Showing posts with label 1973. Show all posts
Showing posts with label 1973. Show all posts

Monday, June 02, 2008


From Children’s Tape by Terry Fox, 1974,
a work not on Ubuweb

An Ubu Top Ten (1973 Edition)

Kenny Goldsmith asked me to program a “top ten” list for Ubuweb in June, ten items from its archives that I thought would make a good “playlist” for inquiring minds. The list is up on the Ubuweb site & I thought I’d write a little about why I chose what I did here.

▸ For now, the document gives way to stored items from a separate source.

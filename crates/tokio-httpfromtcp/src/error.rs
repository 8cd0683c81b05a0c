//! tokio-httpfromtcp エラー型

use std::fmt;

/// tokio-httpfromtcp エラー
///
/// リクエストの書式エラーは `Request::error()` に記録されるため、ここには含まれない。
#[derive(Debug)]
pub enum Error {
    /// I/O エラー
    Io(std::io::Error),
}

impl fmt::Display for Error {
    fn fmt(&self, f: &mut fmt::Formatter<'_>) -> fmt::Result {
        match self {
            Error::Io(e) => write!(f, "I/O error: {}", e),
        }
    }
}

impl std::error::Error for Error {
    fn source(&self) -> Option<&(dyn std::error::Error + 'static)> {
        match self {
            Error::Io(e) => Some(e),
        }
    }
}

impl From<std::io::Error> for Error {
    fn from(e: std::io::Error) -> Self {
        Error::Io(e)
    }
}

/// Result 型エイリアス
pub type Result<T> = std::result::Result<T, Error>;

The instant Kenny asked, I knew three works – the first three below – that simply had to be on my list. For personal reasons, they’re my favorite items in the entire Ubu archive. When I realized that all three were from 1973, I decided to look more closely at that year, to test – so to speak – just how good an archive Ubuweb actually is. I decided that I would list those items that spoke to my own work both then & now. What could I find that related to my world from 1973? Ubu’s search feature turned up 149 possibilities, tho there does seem to a certain amount of duplication, multiple ways to getting to certain files. Some of the folks from that larger list that I didn’t include here would be Guy Debord, Vito Acconci & Jacques Lacan. Their absence has more to do with who I am than the Ubu archive itself.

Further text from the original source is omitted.